Catseyes88 · 10/11/2024 14:54

Smokesandeats · 10/11/2024 14:24

I’d insist that this man has decent life insurance and a will.

WTF??!!

what an odd thing to say.

Soocks · 10/11/2024 14:54

Thatcastlethere · 10/11/2024 05:54

You are entitled to your own boundaries but personally I think you are being a touch uptight here.
Just because you don't enjoy nights out doesn't mean they are wrong or odd.
I still enjoy a good night out at 38 so does my husband and he is 52!
As long as it's not every weekend and the person is still able to do anything they said they would do the next day I do not see the problem?
If I go on a night out I usually stay with friends and return in the morning. I might txt my partner a couple of times but i wouldn't be in constant contact. And this would be the same if he went on a night out.
Like i said its up to you what your boundaries are but this seems pretty normal to me, I wouldn't break up a good relationship over it. This is something probably the majority of people would do.
You sound faintly controlling and insecure. I'm not trying to offend you. I know probably from your perspective of someone who doesn't enjoy nights out, you find it hard to understand.
But honestly it's normal. The only issue would be if he weren't available to participate in family life the next day.. or he let you down regarding things he was supposed to do, or he was going out every weekend. Then I think it would be reasonable to take issue with it.
But as it stands I'm sorry but you do sound a bit controlling.

I sort of agree with this.
At nearly 60 I love an odd late night on the tiles, so do my friends.
To prove we can do it, and why we don't do it too often!

The drugs are different I wouldn't like that, but alcohol wrecks my sinuses and I often have a runny nose the day after.
Its a thing.

He sounds like a good husband and father and as long as he is safe, not putting himself at risk and just enjoys a blow out every couple of months, I'd be inclined to give him a pass.

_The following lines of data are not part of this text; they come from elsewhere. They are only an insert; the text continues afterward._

//! In-memory collaborators used by unit and behaviour tests.
//!
//! [`MemoryFeatureStore`] keeps features in a vector and models an edit
//! session as a working copy that replaces the committed state on commit.
//! [`StubParcelSource`] answers lookups from canned responses keyed by URL.

use std::{
    cell::RefCell,
    collections::{HashMap, HashSet},
};

use log::debug;
use thiserror::Error;

use crate::{
    Feature, FeatureId, FeatureStore, FetchError, FieldSchema, PARCEL_FIELD, ParcelId,
    ParcelSource, ServiceConfig, StoreError,
};

/// Geometry given to features seeded through [`MemoryFeatureStore::with_parcels`].
pub const UNIT_SQUARE_WKT: &str = "POLYGON((0 0,1 0,1 1,0 1,0 0))";

/// Store operations that can be made to fail.
#[derive(Debug, Clone, Copy, PartialEq, Eq, Hash)]
pub enum StoreOperation {
    /// Scanning parcel ids.
    List,
    /// Querying by attribute.
    Query,
    /// Opening an edit session.
    Begin,
    /// Adding features.
    Add,
    /// Deleting features.
    Delete,
    /// Committing a session.
    Commit,
    /// Rolling a session back.
    Rollback,
}

impl StoreOperation {
    const fn label(self) -> &'static str {
        match self {
            Self::List => "scan parcel ids",
            Self::Query => "query features",
            Self::Begin => "begin edit session",
            Self::Add => "add features",
            Self::Delete => "delete features",
            Self::Commit => "commit edit session",
            Self::Rollback => "roll back edit session",
        }
    }
}

/// Reasons the in-memory store refuses an operation.
#[derive(Debug, Clone, PartialEq, Eq, Error)]
pub enum MemoryStoreError {
    /// The failure was requested with [`MemoryFeatureStore::fail_on`].
    #[error("injected failure")]
    Injected,
    /// A write or session call arrived outside an edit session.
    #[error("no edit session is open")]
    NotEditing,
    /// [`FeatureStore::begin_edit`] was called twice.
    #[error("an edit session is already open")]
    AlreadyEditing,
    /// The queried attribute is not in the schema.
    #[error("layer has no attribute named {name:?}")]
    UnknownField {
        /// Requested attribute.
        name: String,
    },
    /// A feature in an added batch had no usable geometry.
    #[error("feature {index} of the batch has no geometry")]
    MissingGeometry {
        /// Position of the feature in the batch.
        index: usize,
    },
}

/// Vector-backed [`FeatureStore`].
#[derive(Debug)]
pub struct MemoryFeatureStore {
    schema: FieldSchema,
    committed: Vec<(FeatureId, Feature)>,
    working: Option<Vec<(FeatureId, Feature)>>,
    next_id: i64,
    failures: HashSet<StoreOperation>,
    commits: usize,
    rollbacks: usize,
}

impl Default for MemoryFeatureStore {
    fn default() -> Self {
        Self::with_schema(Self::default_schema())
    }
}

impl MemoryFeatureStore {
    /// Schema with the single [`PARCEL_FIELD`] attribute.
    #[must_use]
    pub fn default_schema() -> FieldSchema {
        FieldSchema::new([PARCEL_FIELD])
    }

    /// Create an empty store with `schema`.
    #[must_use]
    pub fn with_schema(schema: FieldSchema) -> Self {
        Self {
            schema,
            committed: Vec::new(),
            working: None,
            next_id: 1,
            failures: HashSet::new(),
            commits: 0,
            rollbacks: 0,
        }
    }

    /// Create a store holding one unit-square feature per id, in order.
    #[must_use]
    pub fn with_parcels<I, S>(ids: I) -> Self
    where
        I: IntoIterator<Item = S>,
        S: AsRef<str>,
    {
        let mut store = Self::default();
        for id in ids {
            store.seed(Some(id.as_ref()));
        }
        store
    }

    /// Append a committed feature with an optional parcel id.
    ///
    /// Under a schema without [`PARCEL_FIELD`] the feature is stored without
    /// its id.
    pub fn seed(&mut self, parcel: Option<&str>) -> FeatureId {
        let mut feature = Feature::new(&self.schema);
        if let Some(value) = parcel
            && let Err(err) = feature.set_attribute(PARCEL_FIELD, value)
        {
            debug!("seeding feature without parcel id {value:?}: {err}");
        }
        feature.set_geometry_wkt(UNIT_SQUARE_WKT);
        let id = self.allocate();
        self.committed.push((id, feature));
        id
    }

    /// Make every subsequent call to `operation` fail.
    pub fn fail_on(&mut self, operation: StoreOperation) {
        self.failures.insert(operation);
    }

    /// Committed features in insertion order.
    #[must_use]
    pub fn features(&self) -> &[(FeatureId, Feature)] {
        &self.committed
    }

    /// Committed parcel ids in insertion order, skipping nulls.
    #[must_use]
    pub fn committed_parcel_ids(&self) -> Vec<String> {
        self.committed
            .iter()
            .filter_map(|(_, feature)| feature.attribute(PARCEL_FIELD).map(str::to_owned))
            .collect()
    }

    /// Whether an edit session is open.
    #[must_use]
    pub const fn is_editing(&self) -> bool {
        self.working.is_some()
    }

    /// Number of successful commits.
    #[must_use]
    pub const fn commits(&self) -> usize {
        self.commits
    }

    /// Number of successful rollbacks.
    #[must_use]
    pub const fn rollbacks(&self) -> usize {
        self.rollbacks
    }

    fn allocate(&mut self) -> FeatureId {
        let id = FeatureId(self.next_id);
        self.next_id += 1;
        id
    }

    fn view(&self) -> &[(FeatureId, Feature)] {
        self.working.as_deref().unwrap_or(&self.committed)
    }

    fn check(&self, operation: StoreOperation) -> Result<(), StoreError> {
        if self.failures.contains(&operation) {
            return Err(StoreError::new(
                operation.label(),
                MemoryStoreError::Injected,
            ));
        }
        Ok(())
    }

    fn working_mut(
        &mut self,
        operation: StoreOperation,
    ) -> Result<&mut Vec<(FeatureId, Feature)>, StoreError> {
        self.working
            .as_mut()
            .ok_or_else(|| StoreError::new(operation.label(), MemoryStoreError::NotEditing))
    }
}

impl FeatureStore for MemoryFeatureStore {
    fn fields(&self) -> &FieldSchema {
        &self.schema
    }

    fn feature_parcel_ids(&self) -> Result<Vec<Option<String>>, StoreError> {
        self.check(StoreOperation::List)?;
        Ok(self
            .view()
            .iter()
            .map(|(_, feature)| feature.attribute(PARCEL_FIELD).map(str::to_owned))
            .collect())
    }

    fn query_by_attribute(
        &self,
        attribute: &str,
        value: &str,
    ) -> Result<Vec<FeatureId>, StoreError> {
        self.check(StoreOperation::Query)?;
        if !self.schema.contains(attribute) {
            return Err(StoreError::new(
                StoreOperation::Query.label(),
                MemoryStoreError::UnknownField {
                    name: attribute.to_owned(),
                },
            ));
        }
        Ok(self
            .view()
            .iter()
            .filter(|(_, feature)| feature.attribute(attribute) == Some(value))
            .map(|(id, _)| *id)
            .collect())
    }

    fn begin_edit(&mut self) -> Result<(), StoreError> {
        self.check(StoreOperation::Begin)?;
        if self.working.is_some() {
            return Err(StoreError::new(
                StoreOperation::Begin.label(),
                MemoryStoreError::AlreadyEditing,
            ));
        }
        self.working = Some(self.committed.clone());
        Ok(())
    }

    fn add_features(&mut self, features: &[Feature]) -> Result<Vec<FeatureId>, StoreError> {
        self.check(StoreOperation::Add)?;
        self.working_mut(StoreOperation::Add)?;
        if let Some(index) = features.iter().position(|feature| {
            feature
                .geometry_wkt()
                .is_none_or(|wkt| wkt.trim().is_empty())
        }) {
            return Err(StoreError::new(
                StoreOperation::Add.label(),
                MemoryStoreError::MissingGeometry { index },
            ));
        }

        let mut added = Vec::with_capacity(features.len());
        let mut rows = Vec::with_capacity(features.len());
        for feature in features {
            let id = self.allocate();
            added.push(id);
            rows.push((id, feature.clone()));
        }
        self.working_mut(StoreOperation::Add)?.extend(rows);
        Ok(added)
    }

    fn delete_features(&mut self, ids: &[FeatureId]) -> Result<usize, StoreError> {
        self.check(StoreOperation::Delete)?;
        let working = self.working_mut(StoreOperation::Delete)?;
        let before = working.len();
        working.retain(|(id, _)| !ids.contains(id));
        Ok(before - working.len())
    }

    fn commit_edit(&mut self) -> Result<(), StoreError> {
        self.check(StoreOperation::Commit)?;
        let working = self.working.take().ok_or_else(|| {
            StoreError::new(StoreOperation::Commit.label(), MemoryStoreError::NotEditing)
        })?;
        self.committed = working;
        self.commits += 1;
        Ok(())
    }

    fn rollback_edit(&mut self) -> Result<(), StoreError> {
        self.check(StoreOperation::Rollback)?;
        self.working.take().ok_or_else(|| {
            StoreError::new(
                StoreOperation::Rollback.label(),
                MemoryStoreError::NotEditing,
            )
        })?;
        self.rollbacks += 1;
        Ok(())
    }
}

/// Body the lookup service sends for a found parcel: status `0`, then the
/// geometry as EWKT in the requested `srid`.
#[must_use]
pub fn success_body(srid: &str, wkt: &str) -> String {
    format!("0\nSRID={srid};{wkt}\n")
}

/// [`ParcelSource`] answering from canned responses.
///
/// URLs without a registered response fail with a 404 transport error.
/// Every requested URL is recorded in order.
#[derive(Debug, Default)]
pub struct StubParcelSource {
    responses: HashMap<String, Result<String, FetchError>>,
    requests: RefCell<Vec<String>>,
}

impl StubParcelSource {
    /// Create a source with no responses.
    #[must_use]
    pub fn new() -> Self {
        Self::default()
    }

    /// Answer `url` with `body`.
    #[must_use]
    pub fn with_body(mut self, url: impl Into<String>, body: impl Into<String>) -> Self {
        self.responses.insert(url.into(), Ok(body.into()));
        self
    }

    /// Fail `url` with `error`.
    #[must_use]
    pub fn with_error(mut self, url: impl Into<String>, error: FetchError) -> Self {
        self.responses.insert(url.into(), Err(error));
        self
    }

    /// Answer the lookup for `id` under `config` with a successful `wkt` body.
    #[must_use]
    pub fn with_parcel(self, config: &ServiceConfig, id: &ParcelId, wkt: &str) -> Self {
        let body = success_body(&config.crs, wkt);
        self.with_body(config.request_url(id), body)
    }

    /// URLs requested so far.
    #[must_use]
    pub fn requests(&self) -> Vec<String> {
        self.requests.borrow().clone()
    }
}

impl ParcelSource for StubParcelSource {
    fn fetch(&self, url: &str) -> Result<String, FetchError> {
        self.requests.borrow_mut().push(url.to_owned());
        self.responses.get(url).cloned().unwrap_or_else(|| {
            Err(FetchError::Transport {
                url: url.to_owned(),
                status: Some(404),
                message: "no stub response registered".to_owned(),
            })
        })
    }
}

#[cfg(test)]
mod tests {
    use super::*;
    use rstest::rstest;

    #[rstest]
    fn reads_see_the_working_copy() {
        let mut store = MemoryFeatureStore::with_parcels(["1-1"]);
        store.begin_edit().expect("begin");
        let ids = store.query_by_attribute(PARCEL_FIELD, "1-1").expect("query");
        store.delete_features(&ids).expect("delete");
        assert!(store.list_parcel_ids().expect("list").is_empty());
        assert_eq!(store.committed_parcel_ids(), vec!["1-1"]);
    }

    #[rstest]
    fn seeding_without_parcel_field_stores_no_id() {
        let mut store = MemoryFeatureStore::with_schema(FieldSchema::new(["name"]));
        let id = store.seed(Some("1-1"));
        assert_eq!(store.features().len(), 1);
        assert_eq!(store.features().first().map(|(fid, _)| *fid), Some(id));
        assert!(store.committed_parcel_ids().is_empty());
        assert!(store.list_parcel_ids().expect("list").is_empty());
    }

    #[rstest]
    fn writes_require_a_session() {
        let mut store = MemoryFeatureStore::default();
        let err = store.delete_features(&[FeatureId(1)]).expect_err("no session");
        assert_eq!(err.operation, "delete features");
    }

    #[rstest]
    fn rejects_batches_with_missing_geometry() {
        let mut store = MemoryFeatureStore::default();
        store.begin_edit().expect("begin");
        let feature = Feature::new(store.fields());
        store.add_features(&[feature]).expect_err("no geometry");
        assert!(store.list_parcel_ids().expect("list").is_empty());
    }

    #[rstest]
    fn stub_source_records_requests() {
        let body = success_body("2180", "POINT(0 0)");
        let source = StubParcelSource::new().with_body("http://a/", body.clone());
        assert_eq!(source.fetch("http://a/").expect("registered"), body);
        let err = source.fetch("http://b/").expect_err("unregistered");
        assert_eq!(err.url(), "http://b/");
        assert_eq!(source.requests(), vec!["http://a/", "http://b/"]);
    }
}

FeistyFrankie · 10/11/2024 14:54

Are you jealous OP? Do you have many nights out or social events of your own?

This is not something to get so worked up about imo.

Mickey79 · 10/11/2024 14:58

Only issue for me would be the drug use. I’d find dp phoning and texting me all night whilst I was out with friends very controlling and weird. I wouldn’t have it.

StormingNorman · 10/11/2024 15:01

Forgetting his responsibilities is probably the point of it all.